Курион снова принялся проверять, достаточно ли натянута тетива, он делал это, высунув кончик языка и прищурив один глаз. Потом Курион дернул тетиву и раздался резкий, почти музыкальный звук.
— Да, — сказал он. — Даже выглядишь по-другому. Что-то в выражении лица. И ощущение от тебя в целом другое.
— Какое?
— Как от Сциллы, — сказал Курион, указав на здоровую, черную тварь, трусившую рядом с лошадью. — Или от Харибды.
Курион громко засмеялся, и я, наклонившись, толкнул его в плечо, Курион едва не слетел с лошади.
— Ты меня обидеть хочешь, я не понимаю?
— Нет, Антоний, совсем не хочу тебя обидеть. Наоборот, это хорошая перемена. Многие проходят через войну, но не на многих Марс оставляет свою печать. Тебе нужно продолжать. Тем более, по моим сведениям, в неправедной войне ты был весьма успешен.
Вдруг я услышал далеко впереди шорох, хруст ветки. Секунда, и вот я вижу олениху, тень оленихи, блеск ее черного глаза, дергающееся ухо. Все это неизмеримо далеко, но близко — голод усилил зрение и обоняние. Мне казалось, я мог даже чувствовать этот лесной, жирный запах, исходящий от ее шкуры. Курион замолчал, я тоже.
Я посмотрел на Куриона, он кивнул мне, мол, заметил ее ты. Я смотрел на это существо, еще ни о чем не подозревающее. Она склонила голову и искала что-то в траве, шуршала. Совсем еще молоденькая, непуганая девочка.
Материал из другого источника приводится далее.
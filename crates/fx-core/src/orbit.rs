//! Skill badges orbiting a central hub.
//!
//! Nodes sit on a ring, each with its own angular speed so they drift out of
//! step. Highlighting comes from two places: the label the parent designates
//! and the node the pointer is over. Hover transitions are reported to a
//! [`HoverListener`] so sibling UI can mirror them.

use std::f32::consts::TAU;

use glam::{Mat3, Vec2, Vec3};
use smallvec::SmallVec;

use crate::constants::*;
use crate::content::SkillGroups;
use crate::error::{FxError, FxResult};
use crate::highlight::{HoverEvent, HoverListener};
use crate::theme::Theme;

/// Pick orbit labels: up to two per category, at most eight overall.
pub fn select_labels(groups: &SkillGroups) -> Vec<String> {
    groups
        .groups()
        .iter()
        .flat_map(|g| g.skills.iter().take(ORBIT_PER_CATEGORY))
        .take(ORBIT_MAX_NODES)
        .cloned()
        .collect()
}

#[inline]
pub fn base_angle(index: usize, total: usize) -> f32 {
    if total == 0 {
        return 0.0;
    }
    index as f32 / total as f32 * TAU
}

#[inline]
pub fn angular_speed(index: usize) -> f32 {
    ORBIT_BASE_SPEED + (index % 3) as f32 * ORBIT_SPEED_STEP
}

/// Unit-circle placement of `n` nodes at their base angles, for static layouts.
pub fn ring_layout(n: usize) -> Vec<Vec2> {
    (0..n)
        .map(|i| {
            let a = base_angle(i, n);
            Vec2::new(a.cos(), a.sin())
        })
        .collect()
}

#[derive(Clone, Debug, PartialEq)]
pub struct OrbitNode {
    pub label: String,
    pub index: usize,
    pub base_angle: f32,
    pub speed: f32,
    pub highlighted: bool,
    pub scale: f32,
    pub position: Vec3,
}

impl OrbitNode {
    pub fn base_angle_degrees(&self) -> f32 {
        self.base_angle.to_degrees()
    }
}

#[derive(Clone, Copy, Debug, PartialEq)]
pub struct Hub {
    pub scale: f32,
    pub spin: f32,
}

pub struct OrbitEngine {
    nodes: SmallVec<[OrbitNode; ORBIT_MAX_NODES]>,
    radius: f32,
    external: Option<String>,
    hovered: Option<usize>,
    hub: Hub,
    scene_spin: f32,
    theme: Theme,
}

impl OrbitEngine {
    /// Build from a label list; anything past the eighth label is dropped.
    pub fn new<I, S>(labels: I, radius: f32, theme: Theme) -> Self
    where
        I: IntoIterator<Item = S>,
        S: Into<String>,
    {
        let labels: Vec<String> = labels
            .into_iter()
            .take(ORBIT_MAX_NODES)
            .map(Into::into)
            .collect();
        let total = labels.len();
        let nodes = labels
            .into_iter()
            .enumerate()
            .map(|(index, label)| {
                let base = base_angle(index, total);
                OrbitNode {
                    label,
                    index,
                    base_angle: base,
                    speed: angular_speed(index),
                    highlighted: false,
                    scale: 1.0,
                    position: Vec3::new(radius * base.cos(), 0.0, radius * base.sin()),
                }
            })
            .collect();
        Self {
            nodes,
            radius,
            external: None,
            hovered: None,
            hub: Hub {
                scale: 1.0,
                spin: 0.0,
            },
            scene_spin: 0.0,
            theme,
        }
    }

    pub fn from_groups(groups: &SkillGroups, radius: f32, theme: Theme) -> Self {
        Self::new(select_labels(groups), radius, theme)
    }

    pub fn nodes(&self) -> &[OrbitNode] {
        &self.nodes
    }

    pub fn is_empty(&self) -> bool {
        self.nodes.is_empty()
    }

    pub fn radius(&self) -> f32 {
        self.radius
    }

    pub fn hub(&self) -> Hub {
        self.hub
    }

    pub fn theme(&self) -> Theme {
        self.theme
    }

    /// Slow spin of the whole constellation around Y, in radians.
    pub fn scene_spin(&self) -> f32 {
        self.scene_spin
    }

    /// Node position after the constellation spin is applied.
    pub fn world_position(&self, index: usize) -> Option<Vec3> {
        let node = self.nodes.get(index)?;
        Some(Mat3::from_rotation_y(self.scene_spin) * node.position)
    }

    /// Node positions at their base angles, without motion.
    pub fn static_layout(&self) -> Vec<Vec3> {
        self.nodes
            .iter()
            .map(|n| Vec3::new(self.radius * n.base_angle.cos(), 0.0, self.radius * n.base_angle.sin()))
            .collect()
    }

    pub fn hovered(&self) -> Option<usize> {
        self.hovered
    }

    pub fn any_highlighted(&self) -> bool {
        self.nodes.iter().any(|n| n.highlighted)
    }

    /// Label designated by the parent. Every node carrying it lights up;
    /// unknown labels light up nothing.
    pub fn set_highlighted(&mut self, label: Option<&str>) {
        self.external = label.map(str::to_string);
        self.refresh_flags();
    }

    /// Move the pointer onto `target` (or off every node with `None`).
    pub fn hover(&mut self, target: Option<usize>, listener: &mut dyn HoverListener) {
        let target = target.filter(|&i| i < self.nodes.len());
        if target == self.hovered {
            return;
        }
        if self.hovered.take().is_some() {
            listener.hover_changed(HoverEvent::Unhover);
        }
        if let Some(i) = target {
            self.hovered = Some(i);
            log::debug!("[orbit] hover '{}'", self.nodes[i].label);
            listener.hover_changed(HoverEvent::Hover(self.nodes[i].label.clone()));
        }
        self.refresh_flags();
    }

    fn refresh_flags(&mut self) {
        let external = self.external.as_deref();
        for node in &mut self.nodes {
            node.highlighted =
                external == Some(node.label.as_str()) || self.hovered == Some(node.index);
        }
    }

    /// Advance to `t` seconds after mount.
    pub fn advance(&mut self, t: f32) -> FxResult<()> {
        if !t.is_finite() {
            return Err(FxError::NonFinite("orbit clock"));
        }
        for node in &mut self.nodes {
            let angle = node.base_angle + t * node.speed;
            node.position = Vec3::new(
                self.radius * angle.cos(),
                (t + node.index as f32).sin() * ORBIT_BOB_AMPLITUDE,
                self.radius * angle.sin(),
            );
            let target = if node.highlighted { HIGHLIGHT_SCALE } else { 1.0 };
            node.scale += (target - node.scale) * SCALE_SMOOTHING;
        }
        self.hub.scale = if self.any_highlighted() {
            (t * HUB_PULSE_RATE).sin() * HUB_PULSE_AMPLITUDE + 1.0
        } else {
            self.hub.scale + (1.0 - self.hub.scale) * SCALE_SMOOTHING
        };
        self.hub.spin = t * HUB_SPIN_RATE;
        self.scene_spin = t * SCENE_SPIN_RATE;
        Ok(())
    }
}

#[cfg(test)]
mod tests {
    use super::*;

    fn engine(labels: &[&str]) -> OrbitEngine {
        OrbitEngine::new(labels.iter().copied(), ORBIT_RADIUS, Theme::Light)
    }

    #[test]
    fn empty_label_list_is_valid() {
        let mut e = engine(&[]);
        assert!(e.is_empty());
        e.advance(1.0).unwrap();
        assert_eq!(e.hub().scale, 1.0);
    }

    #[test]
    fn nodes_stay_on_the_ring() {
        let mut e = engine(&["a", "b", "c", "d"]);
        e.advance(3.7).unwrap();
        for n in e.nodes() {
            let r = (n.position.x * n.position.x + n.position.z * n.position.z).sqrt();
            assert!((r - ORBIT_RADIUS).abs() < 1e-4);
            assert!(n.position.y.abs() <= ORBIT_BOB_AMPLITUDE + 1e-6);
        }
    }

    #[test]
    fn hover_transitions_emit_leave_then_enter() {
        let mut e = engine(&["Rust", "Go"]);
        let mut events = Vec::new();
        let mut sink = |ev: HoverEvent| events.push(ev);
        e.hover(Some(0), &mut sink);
        e.hover(Some(0), &mut sink);
        e.hover(Some(1), &mut sink);
        e.hover(None, &mut sink);
        e.hover(Some(9), &mut sink);
        assert_eq!(
            events,
            vec![
                HoverEvent::Hover("Rust".into()),
                HoverEvent::Unhover,
                HoverEvent::Hover("Go".into()),
                HoverEvent::Unhover,
            ]
        );
    }

    #[test]
    fn highlighted_node_grows_toward_target() {
        let mut e = engine(&["Rust", "Go", "Java"]);
        e.set_highlighted(Some("Go"));
        for frame in 0..200 {
            e.advance(frame as f32 / 60.0).unwrap();
        }
        assert!((e.nodes()[1].scale - HIGHLIGHT_SCALE).abs() < 1e-3);
        assert!((e.nodes()[0].scale - 1.0).abs() < 1e-6);
    }

    #[test]
    fn hub_relaxes_after_highlight_clears() {
        let mut e = engine(&["Rust"]);
        e.set_highlighted(Some("Rust"));
        e.advance(0.25 * std::f32::consts::PI).unwrap();
        assert!((e.hub().scale - 1.1).abs() < 1e-5);

        e.set_highlighted(None);
        e.advance(1.0).unwrap();
        assert!((e.hub().scale - 1.09).abs() < 1e-5);
    }

    #[test]
    fn unknown_external_label_highlights_nothing() {
        let mut e = engine(&["Rust"]);
        e.set_highlighted(Some("Cobol"));
        assert!(!e.any_highlighted());
    }

    #[test]
    fn repeated_label_lights_every_copy() {
        let mut e = engine(&["Rust", "Go", "Rust"]);
        e.set_highlighted(Some("Rust"));
        let lit: Vec<bool> = e.nodes().iter().map(|n| n.highlighted).collect();
        assert_eq!(lit, vec![true, false, true]);

        e.set_highlighted(None);
        assert!(!e.any_highlighted());
    }

    #[test]
    fn ring_layout_is_unit_radius() {
        for p in ring_layout(5) {
            assert!((p.length() - 1.0).abs() < 1e-6);
        }
    }
}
Тетива впивалась в кожаный напальчник, палец уже устал, губы пересохли, и я водил по ним языком. Есть захотелось невероятно.
Наконец, она подняла голову, посмотрела на небо, на солнце, словно бы с какими-то мыслями, если только у нее были мысли, о высоком и вечном. Я выстрелил и попал оленихе в шею, но рана оказалась недостаточно глубокой. Олениха устремилась бежать. Я хлопнул в ладоши, и собаки сорвались со своих мест, ведомые запахом крови и охотничьей радостью, они помчались за оленихой вслед, мы тоже припустили, но по ровной, удобной дороге.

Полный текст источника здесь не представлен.